▸ **Exercise brief**: The answer must be an exact copy of every entry.

▸ **Extracted information**:
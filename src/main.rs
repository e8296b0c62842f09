use anyhow::{Context, Result};
use axum::http::{header, HeaderValue, Method};
use tower::ServiceBuilder;
use tower_http::{
    compression::CompressionLayer,
    cors::CorsLayer,
    trace::{DefaultMakeSpan, DefaultOnResponse, TraceLayer},
};
use tracing::Level;
use tracing_subscriber::{layer::SubscriberExt, util::SubscriberInitExt};

use learnhub_api::{config, db, ml, routes, state};

#[tokio::main]
async fn main() -> Result<()> {
    // Initialize tracing/logging
    init_tracing();

    tracing::info!("Starting LearnHub API server...");

    // Load configuration
    let config = config::Config::from_env()?;
    tracing::info!(
        "Loaded configuration: server={}:{}",
        config.server.host,
        config.server.port
    );

    // Create database connection pool. A missing DATABASE_URL must not keep
    // the server from starting; data endpoints then fail per request while
    // health probes report the database as disconnected.
    let database_url = match config.database.url.clone() {
        Some(url) => url,
        None => {
            tracing::warn!("DATABASE_URL not set - starting without a reachable database");
            "postgres://localhost:5432/learnhub".to_string()
        }
    };
    let pool = db::create_pool(&database_url, config.database.max_connections)?;

    // Apply migrations when the database answers
    match db::run_migrations(&pool).await {
        Ok(()) => tracing::info!("Database migrations applied"),
        Err(e) => tracing::warn!("Skipping migrations: {}", e),
    }

    // Initialize the ML recommendation client if configured
    let ml = match config.ml.service_url.as_deref() {
        Some(url) => {
            tracing::info!("Initializing ML recommendation client for {}", url);
            Some(ml::MlClient::new(url, config.ml.request_timeout_ms)?)
        }
        None => {
            tracing::warn!(
                "ML_SERVICE_URL not set - recommendations use the local fallback only"
            );
            None
        }
    };

    // CORS pinned to the frontend origin
    let frontend_origin = config
        .server
        .frontend_url
        .parse::<HeaderValue>()
        .context("Failed to parse FRONTEND_URL")?;
    let cors = CorsLayer::new()
        .allow_origin(frontend_origin)
        .allow_methods([
            Method::GET,
            Method::POST,
            Method::PUT,
            Method::PATCH,
            Method::DELETE,
            Method::OPTIONS,
        ])
        .allow_headers([header::AUTHORIZATION, header::CONTENT_TYPE])
        .allow_credentials(true);

    // Create app state
    let state = state::AppState::new(pool, config.clone(), ml);

    // Build router with middleware
    let app = routes::create_router(state).layer(
        ServiceBuilder::new()
            // Logging layer
            .layer(
                TraceLayer::new_for_http()
                    .make_span_with(DefaultMakeSpan::new().level(Level::INFO))
                    .on_response(DefaultOnResponse::new().level(Level::INFO)),
            )
            // CORS layer
            .layer(cors)
            // Compression layer
            .layer(CompressionLayer::new()),
    );

    // Start server
    let addr = config.server_address();
    let listener = tokio::net::TcpListener::bind(&addr).await?;

    tracing::info!("Server listening on http://{}", addr);
    tracing::info!("Health check available at http://{}/api/health", addr);

    axum::serve(listener, app).await?;

    Ok(())
}

fn init_tracing() {
    tracing_subscriber::registry()
        .with(
            tracing_subscriber::EnvFilter::try_from_default_env()
                .unwrap_or_else(|_| "learnhub_api=debug,tower_http=debug,axum=trace".into()),
        )
        .with(tracing_subscriber::fmt::layer())
        .init();
}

▸ **Task result**:
filename src/main.rs
repository e8296b0c62842f09
use anyhow::{Context, Result};
use axum::http::{header, HeaderValue, Method};
use tower::ServiceBuilder;
use tower_http::{
    compression::CompressionLayer,
    cors::CorsLayer,
    trace::{DefaultMakeSpan, DefaultOnResponse, TraceLayer},
};
use tracing::Level;
use tracing_subscriber::{layer::SubscriberExt, util::SubscriberInitExt};

use learnhub_api::{config, db, ml, routes, state};

#[tokio::main]
async fn main() -> Result<()> {
    // Initialize tracing/logging
    init_tracing();

    tracing::info!("Starting LearnHub API server...");

    // Load configuration
    let config = config::Config::from_env()?;
    tracing::info!(
        "Loaded configuration: server={}:{}",
        config.server.host,
        config.server.port
    );

    // Create database connection pool. A missing DATABASE_URL must not keep
    // the server from starting; data endpoints then fail per request while
    // health probes report the database as disconnected.
    let database_url = match config.database.url.clone() {
        Some(url) => url,
        None => {
            tracing::warn!("DATABASE_URL not set - starting without a reachable database");
            "postgres://localhost:5432/learnhub".to_string()
        }
    };
    let pool = db::create_pool(&database_url, config.database.max_connections)?;

    // Apply migrations when the database answers
    match db::run_migrations(&pool).await {
        Ok(()) => tracing::info!("Database migrations applied"),
        Err(e) => tracing::warn!("Skipping migrations: {}", e),
    }

    // Initialize the ML recommendation client if configured
    let ml = match config.ml.service_url.as_deref() {
        Some(url) => {
            tracing::info!("Initializing ML recommendation client for {}", url);
            Some(ml::MlClient::new(url, config.ml.request_timeout_ms)?)
        }
        None => {
            tracing::warn!(
                "ML_SERVICE_URL not set - recommendations use the local fallback only"
            );
            None
        }
    };

    // CORS pinned to the frontend origin
    let frontend_origin = config
        .server
        .frontend_url
        .parse::<HeaderValue>()
        .context("Failed to parse FRONTEND_URL")?;
    let cors = CorsLayer::new()
        .allow_origin(frontend_origin)
        .allow_methods([
            Method::GET,
            Method::POST,
            Method::PUT,
            Method::PATCH,
            Method::DELETE,
            Method::OPTIONS,
        ])
        .allow_headers([header::AUTHORIZATION, header::CONTENT_TYPE])
        .allow_credentials(true);

    // Create app state
    let state = state::AppState::new(pool, config.clone(), ml);

    // Build router with middleware
    let app = routes::create_router(state).layer(
        ServiceBuilder::new()
            // Logging layer
            .layer(
                TraceLayer::new_for_http()
                    .make_span_with(DefaultMakeSpan::new().level(Level::INFO))
                    .on_response(DefaultOnResponse::new().level(Level::INFO)),
            )
            // CORS layer
            .layer(cors)
            // Compression layer
            .layer(CompressionLayer::new()),
    );

    // Start server
    let addr = config.server_address();
    let listener = tokio::net::TcpListener::bind(&addr).await?;

    tracing::info!("Server listening on http://{}", addr);
    tracing::info!("Health check available at http://{}/api/health", addr);

    axum::serve(listener, app).await?;

    Ok(())
}

fn init_tracing() {
    tracing_subscriber::registry()
        .with(
            tracing_subscriber::EnvFilter::try_from_default_env()
                .unwrap_or_else(|_| "learnhub_api=debug,tower_http=debug,axum=trace".into()),
        )
        .with(tracing_subscriber::fmt::layer())
        .init();
}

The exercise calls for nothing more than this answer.